ДВУЯДЕРНЫЕ НЕЙРОНЫ В КУЛЬТУРЕ ТКАНИ
Лактионова А.А.1, Сотников О.С.2
1Кандидат биологических наук; 2доктор биологических наук, профессор, ФГБУ науки Института физиологии им. И.П. Павлова РАН
ДВУЯДЕРНЫЕ НЕЙРОНЫ В КУЛЬТУРЕ ТКАНИ
Аннотация
В ганглиях автономной нервной системы все многочисленные исследователи отмечают большое количество (от 13% до 56%) двуядерных нейронов. Причиной двуядерности считается амитоз, неполный митоз нейронов взрослых животных. Однако процесс амитоза на живых нервных клетках никто не изучал. В проведенном исследовании предпринята попытка воспроизвести массовую двуядерность в эксперименте, изучить структурную кинетику и механизм этого неврологического феномена.
Ключевые слова: культура ткани, нейроны, слияние.

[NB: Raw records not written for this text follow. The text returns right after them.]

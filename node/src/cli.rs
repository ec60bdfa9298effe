//! # CLI Interface
//!
//! Command-line arguments for `cinder-node` via `clap` derive. Two
//! roles (`coordinator`, `peer`) plus `version`. Every configurable
//! value has an environment-variable fallback for container use.

use std::net::IpAddr;

use clap::{Parser, Subcommand, ValueEnum};

use cinder_protocol::config;
use cinder_protocol::consensus::StrategyKind;

/// Cinder network node.
///
/// Runs either a mining peer or the round coordinator of a Cinder
/// network. Peers discover the coordinator over mDNS on the shared
/// service domain; the coordinator is whoever answers on the
/// well-known UDP port.
#[derive(Parser, Debug)]
#[command(
    name = "cinder-node",
    about = "Cinder P2P currency node",
    version,
    propagate_version = true
)]
pub struct CinderNodeCli {
    #[command(subcommand)]
    pub command: Commands,
}

#[derive(Subcommand, Debug)]
pub enum Commands {
    /// Run the round coordinator (well-known UDP port + HTTP intake).
    Coordinator(CoordinatorArgs),
    /// Run a mining peer on an ephemeral UDP port.
    Peer(PeerArgs),
    /// Print version information and exit.
    Version,
}

/// Agreement strategy selector.
#[derive(ValueEnum, Debug, Clone, Copy, PartialEq, Eq)]
pub enum StrategyArg {
    /// Proof-of-work hash puzzle.
    Pow,
    /// Proof-of-stake lottery.
    Pos,
}

impl From<StrategyArg> for StrategyKind {
    fn from(arg: StrategyArg) -> Self {
        match arg {
            StrategyArg::Pow => StrategyKind::ProofOfWork,
            StrategyArg::Pos => StrategyKind::ProofOfStake,
        }
    }
}

/// Arguments for the `coordinator` subcommand.
#[derive(Parser, Debug, Clone)]
pub struct CoordinatorArgs {
    /// Interface address to bind and advertise.
    #[arg(long, env = "CINDER_BIND_IP", default_value = "127.0.0.1")]
    pub bind_ip: IpAddr,

    /// Well-known coordinator UDP port.
    #[arg(long, env = "CINDER_UDP_PORT", default_value_t = config::COORDINATOR_UDP_PORT)]
    pub udp_port: u16,

    /// HTTP port for the /newTransaction intake endpoint.
    #[arg(long, env = "CINDER_HTTP_PORT", default_value_t = config::COORDINATOR_HTTP_PORT)]
    pub http_port: u16,

    /// Agreement strategy the network runs.
    #[arg(long, value_enum, env = "CINDER_STRATEGY", default_value_t = StrategyArg::Pow)]
    pub strategy: StrategyArg,

    /// Skip mDNS registration and discovery (fixed-topology networks).
    #[arg(long)]
    pub no_discovery: bool,

    /// Log verbosity: trace, debug, info, warn, error.
    #[arg(long, env = "CINDER_LOG_LEVEL", default_value = "info")]
    pub log_level: String,

    /// Log format: pretty or json.
    #[arg(long, env = "CINDER_LOG_FORMAT", default_value = "pretty")]
    pub log_format: String,
}

/// Arguments for the `peer` subcommand.
#[derive(Parser, Debug, Clone)]
pub struct PeerArgs {
    /// Interface address to bind and advertise.
    #[arg(long, env = "CINDER_BIND_IP", default_value = "127.0.0.1")]
    pub bind_ip: IpAddr,

    /// Port the coordinator answers on.
    #[arg(long, env = "CINDER_COORDINATOR_PORT", default_value_t = config::COORDINATOR_UDP_PORT)]
    pub coordinator_port: u16,

    /// Agreement strategy this peer runs. Must match the network.
    #[arg(long, value_enum, env = "CINDER_STRATEGY", default_value_t = StrategyArg::Pow)]
    pub strategy: StrategyArg,

    /// Proof-of-work difficulty (leading zero nibbles).
    #[arg(long, default_value_t = config::DEFAULT_POW_DIFFICULTY)]
    pub difficulty: u32,

    /// Stake wagered per proof-of-stake round.
    #[arg(long, default_value_t = config::DEFAULT_STAKE)]
    pub stake: u64,

    /// Skip mDNS registration and discovery (fixed-topology networks).
    #[arg(long)]
    pub no_discovery: bool,

    /// Log verbosity: trace, debug, info, warn, error.
    #[arg(long, env = "CINDER_LOG_LEVEL", default_value = "info")]
    pub log_level: String,

    /// Log format: pretty or json.
    #[arg(long, env = "CINDER_LOG_FORMAT", default_value = "pretty")]
    pub log_format: String,
}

Laktionova A.A. 1, Sotnikov O.S. 2
1РhD; 2Doctor of Biological Sciences, professor in Pavlov Institute of Physiology, Russian Academy of Sciences
BINUCLEATE NEURONS IN TISSUE CULTURE
Abstract
In the ganglia of the autonomic nervous system all the numerous researchers have noted a large number (13% to 56%) of binucleate neurons. The reason of binucleate neuron cells is considered the amitosis, incomplete mitosis neurons of adult animals. However, the process amitosis on living nerve cells nobody studied. In this research, an attempt to reproduce mass dicarions of the neurons in an experiment to study the structural kinetics and mechanism of this neurological phenomenon.
Keywords: tissue culture, neurons, fusion.
Двуядерные нейроны (дикарионы) встречаются в центральной нервной системе достаточно редко. Однако в ганглиях автономной нервной системы их количество может достигать несколько десятков процентов от общего количества нейронов [1-5]. Число дикарионов увеличивается и в раннем онтогенезе [14], и при патологии нервной системы. Значимым следует считать не только массовость явления в некоторых случаях, но и отсутствие, в принципе, в современной нейрофизиологии четких представлений о механизме этого оригинального процесса в нервной системе. Поэтому мы считали необходимым попытаться выявить механизм формирования двуядерных нейронов с помощью культуры живых нейронов.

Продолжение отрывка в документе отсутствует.